Medida gera discrepância entre o valor aplicado em infrações e a quantia arrecadada pela Prefeitura

Fernanda Aranda e Humberto Maia Junior, do Jornal da Tarde,

21 de janeiro de 2008 | 10h53

Na avaliação de advogados e juristas, a discrepância entre o valor aplicado em infrações e a quantia arrecadada pela Prefeitura se deve, principalmente, à corrida para contestar judicialmente as multas recebidas por causa da Lei Cidade Limpa. Mesmo que o outdoor ou a faixa não esteja protegido por liminar, de acordo com o artigo 20, quem for multado pode entrar com recurso administrativo, que tem quatro instâncias, antes mesmo de chegar ao Poder Judiciário. O processo não tem prazo definido e pode perdurar anos. O advogado Roberto Timoner, especialista em direito público, diz que a cobrança de uma multa é um processo lento. Mas ressalta que, se a execução fosse muito rápida, poderia causar problemas para quem se defende. "É difícil achar uma posição de equilíbrio." Timoner não acredita que a dificuldade de a Prefeitura receber o valor das multas possa incentivar o desrespeito à lei. "Enfraquece um pouco, mas não chega a tirar a eficácia.

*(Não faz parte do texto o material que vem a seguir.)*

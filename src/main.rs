use clap::Parser;

use vex::cli::{Cli, Command, PluginCommand};
use vex::config::{self, Config};
use vex::logging;
use vex::{Plugin, Vagrant};

#[tokio::main]
async fn main() -> miette::Result<()> {
    let cli = Cli::parse();

    let config = config::resolve_config(cli.config.as_deref())?;
    logging::init(cli.verbose, config.log_file());

    let vagrant = build_vagrant(&config);

    match cli.command {
        Command::Up => vagrant.up().await?,
        Command::Halt => vagrant.halt().await?,
        Command::Destroy => vagrant.destroy().await?,
        Command::Status => {
            let statuses = vagrant.status().await?;
            if cli.json {
                let rows: Vec<StatusJson> = statuses
                    .into_iter()
                    .map(|s| StatusJson {
                        name: s.name,
                        provider: s.provider,
                        state: s.state.to_string(),
                    })
                    .collect();
                println!(
                    "{}",
                    facet_json::to_string(&rows).expect("JSON serialization")
                );
            } else if statuses.is_empty() {
                println!("No machines found.");
            } else {
                let width = statuses.iter().map(|s| s.name.len()).max().unwrap_or(0);
                for s in &statuses {
                    println!("{:<width$}  {:<14} ({})", s.name, s.state, s.provider);
                }
            }
        }
        Command::Version => {
            let version = vagrant.version().await?;
            if cli.json {
                println!(
                    "{}",
                    facet_json::to_string(&VersionJson { version }).expect("JSON serialization")
                );
            } else {
                println!("{version}");
            }
        }
        Command::Ssh { command } => {
            let out = vagrant.ssh(&command).await?;
            print!("{out}");
        }
        Command::Plugin { action } => match action {
            PluginCommand::List => {
                let plugins = vagrant.plugin_list().await?;
                if cli.json {
                    let rows: Vec<PluginJson> = plugins
                        .into_iter()
                        .map(|p| PluginJson {
                            name: p.name,
                            version: p.version,
                            location: p.location,
                        })
                        .collect();
                    println!(
                        "{}",
                        facet_json::to_string(&rows).expect("JSON serialization")
                    );
                } else if plugins.is_empty() {
                    println!("No plugins installed.");
                } else {
                    for p in &plugins {
                        println!("{} {} ({})", p.name, p.version, p.location);
                    }
                }
            }
            PluginCommand::Install {
                name,
                plugin_version,
                local,
            } => {
                let plugin = Plugin {
                    name,
                    version: plugin_version.unwrap_or_default(),
                    location: if local { "local".into() } else { String::new() },
                };
                vagrant.plugin_install(&plugin).await?;
            }
        },
    }

    Ok(())
}

fn build_vagrant(config: &Config) -> Vagrant {
    Vagrant::with_runner(config.vagrant.binary.clone(), config.runner())
        .with_escapes(config.escapes())
}

// ── JSON output structs ─────────────────────────────────────────────

#[derive(facet::Facet)]
struct StatusJson {
    name: String,
    provider: String,
    state: String,
}

#[derive(facet::Facet)]
struct PluginJson {
    name: String,
    version: String,
    location: String,
}

#[derive(facet::Facet)]
struct VersionJson {
    version: String,
}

Tanto que a lei tem surtido efeito." Para o vereador Paulo Fiorillo (PT), membro da Comissão de Finanças e Orçamento, a Prefeitura deveria ser mais ágil na cobrança das multas. "Não adianta fazer estardalhaço na mídia e não receber as multas." Segundo o vereador, a lentidão pode, inclusive, causar descrédito na população.  Paulo Serrano, professor de direito constitucional da PUC, avalia que a lei "é de constitucionalidade duvidosa", o que favorece o questionamento jurídico das multas. "Por isso, não me surpreende a diferença tão grande entre a quantia de multas aplicadas e arrecadadas. Acho ótimo que os cidadãos percam o medo de procurar a Justiça. O único problema é que o processo judiciário ainda é muito lento." O juiz Henrique Nelson Calandra, presidente da Associação dos Magistrados Paulista (Apamagis), afirma que no Tribunal de Justiça prevalece o entendimento de que a Lei Cidade Limpa deve ser cumprida. "Isso não anula o direito de quem recebe a penalidade contestar." Calandra diz que os processos são individuais e implicam em longas investigações. "Pode durar anos. Muitas vezes começa no Município e vai terminar no Supremo Tribunal Federal."